How to change a file in-place using awk? (as with "sed -i")

GNU awk (commonly found on Linux systems), since version 4.1.0, is able to include an "awk source library" with -i or --include on the command line. One of the source libraries that is distributed with GNU awk is one called inplace:

$ cat file
hello
there
$ awk -i inplace '/hello/ { print "oh,", $0 }' file
$ cat file
oh, hello

As you can see, this makes the output of the awk code replace the input file. The line saying there is not kept as it's not outputted by the program.

With an awk script in a file, you would use it like

awk -i inplace -f script.awk datafile

If the awk variable INPLACE_SUFFIX is set to a string, then the library would make a backup of the original file with that as a filename suffix.

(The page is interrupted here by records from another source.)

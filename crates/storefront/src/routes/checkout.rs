//! Checkout wizard route handlers.
//!
//! Every POST mutates the wizard held in the session and redirects back to
//! `GET /checkout`, which renders whichever step the wizard is on. Backend
//! work that belongs to one checkout view runs under that view's
//! cancellation token; a superseded view writes nothing.

use askama::Template;
use askama_web::WebTemplate;
use axum::{
    Form,
    extract::State,
    http::StatusCode,
    response::{IntoResponse, Redirect, Response},
};
use serde::Deserialize;
use tokio_util::sync::CancellationToken;
use tracing::instrument;

use awis_core::{
    AddressDraft, AddressType, CheckoutStep, CheckoutWizard, Language, LocalCart, Message,
    PriceFormat, ShippingMethodId, WizardEvent,
};

use crate::error::{Result, add_breadcrumb};
use crate::filters;
use crate::labels::Labels;
use crate::middleware::CspNonce;
use crate::models::ShopperSession;
use crate::routes::Page;
use crate::services::checkout::{load_countries, load_step_two, persist_shipping, schedule_cart_clear};
use crate::services::{OrderSubmission, SubmissionOutcome, ensure_guest};
use crate::state::AppState;

// =============================================================================
// View models
// =============================================================================

/// One entry of the country select.
#[derive(Clone)]
pub struct CountryOption {
    pub name: String,
    pub selected: bool,
}

/// Country options for the address step. The draft's current country is
/// always offered, even when the list failed to load.
fn country_options(countries: &[String], current: &str) -> Vec<CountryOption> {
    let mut options: Vec<CountryOption> = countries
        .iter()
        .map(|name| CountryOption {
            name: name.clone(),
            selected: name == current,
        })
        .collect();
    if !current.is_empty() && !countries.iter().any(|name| name == current) {
        options.insert(
            0,
            CountryOption {
                name: current.to_string(),
                selected: true,
            },
        );
    }
    options
}

#[derive(Clone)]
pub struct ShippingOptionView {
    pub id: i64,
    pub title: String,
    pub cost: String,
    pub duration: Option<String>,
    pub selected: bool,
}

#[derive(Clone)]
pub struct PaymentMethodView {
    pub key: String,
    pub label: String,
    pub selected: bool,
}

/// Order summary shown beside the step-2 choices.
#[derive(Clone)]
pub struct SummaryView {
    pub subtotal: String,
    pub shipping: Option<String>,
    pub total: String,
}

impl SummaryView {
    fn new(wizard: &CheckoutWizard, cart: &LocalCart, format: &PriceFormat) -> Self {
        let subtotal = cart.subtotal();
        let shipping = wizard.shipping.map(|s| s.cost);
        let total = shipping.map_or(subtotal, |cost| subtotal + cost);
        Self {
            subtotal: format.format(subtotal),
            shipping: shipping.map(|cost| format.format(cost)),
            total: format.format(total),
        }
    }
}

// =============================================================================
// Templates
// =============================================================================

/// Step 1: address entry.
#[derive(Template, WebTemplate)]
#[template(path = "checkout/address.html")]
pub struct AddressTemplate {
    pub page: Page,
    pub step: u8,
    pub draft: AddressDraft,
    pub temporary: bool,
    pub countries: Vec<CountryOption>,
    pub countries_error: Option<String>,
    pub error: Option<String>,
}

/// Step 2: shipping and payment.
#[derive(Template, WebTemplate)]
#[template(path = "checkout/shipping_payment.html")]
pub struct ShippingPaymentTemplate {
    pub page: Page,
    pub step: u8,
    pub shipping_options: Vec<ShippingOptionView>,
    pub shipping_error: Option<String>,
    pub payment_methods: Vec<PaymentMethodView>,
    pub payment_error: Option<String>,
    pub summary: SummaryView,
    pub error: Option<String>,
    pub can_place: bool,
}

/// Shown when no guest id could be obtained; nothing else is usable.
#[derive(Template, WebTemplate)]
#[template(path = "checkout/blocked.html")]
pub struct BlockedTemplate {
    pub page: Page,
    pub message: String,
}

/// Auto-submitting form to the payment-request page.
#[derive(Template, WebTemplate)]
#[template(path = "checkout/payment_form.html")]
pub struct PaymentFormTemplate {
    pub page: Page,
    pub action: String,
    pub fields: Vec<(&'static str, String)>,
}

// =============================================================================
// Forms
// =============================================================================

/// Address step form data.
#[derive(Debug, Deserialize)]
pub struct AddressForm {
    #[serde(default)]
    pub name: String,
    #[serde(default)]
    pub phone: String,
    #[serde(default)]
    pub email: String,
    #[serde(default)]
    pub country: String,
    #[serde(default)]
    pub city: String,
    #[serde(default)]
    pub postal: String,
    #[serde(default)]
    pub street: String,
    #[serde(default)]
    pub address_type: String,
}

impl AddressForm {
    fn into_draft(self) -> AddressDraft {
        let defaults = AddressDraft::default();
        let postal = self.postal.trim();
        AddressDraft {
            name: self.name.trim().to_string(),
            phone: AddressDraft::normalize_phone(&self.phone),
            email: self.email.trim().to_string(),
            country: self.country.trim().to_string(),
            city: self.city.trim().to_string(),
            postal: if postal.is_empty() {
                defaults.postal
            } else {
                postal.to_string()
            },
            street: self.street.trim().to_string(),
            address_type: AddressType::from_form(&self.address_type),
        }
    }
}

#[derive(Debug, Deserialize)]
pub struct ShippingForm {
    pub method: i64,
}

#[derive(Debug, Deserialize)]
pub struct PaymentForm {
    pub method: String,
}

// =============================================================================
// Helpers
// =============================================================================

async fn price_format(state: &AppState, lang: Language) -> PriceFormat {
    state
        .backend()
        .display_config(lang)
        .await
        .map(|config| config.price_format)
        .unwrap_or_default()
}

fn to_checkout() -> Response {
    Redirect::to("/checkout").into_response()
}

awk -i inplace -v INPLACE_SUFFIX=.bak -f script.awk datafile

If you have several input files, then each file with be individually in-place edited. But you can turn in-place editing off for a file (or a set of files) by using inplace=0 on the command line before that file:

awk -i inplace -f script.awk file1 file2 inplace=0 file3 inplace=1 file4

In the above command, file3 would not be edited in-place.


For a more portable "in-place edit" of a single file, use

tmpfile=$(mktemp)
cp file "$tmpfile" &&
awk '...some program here...' "$tmpfile" >file
rm "$tmpfile"

This would copy the input file to a temporary location, then apply the awk code on the temporary file while redirecting to the original filename.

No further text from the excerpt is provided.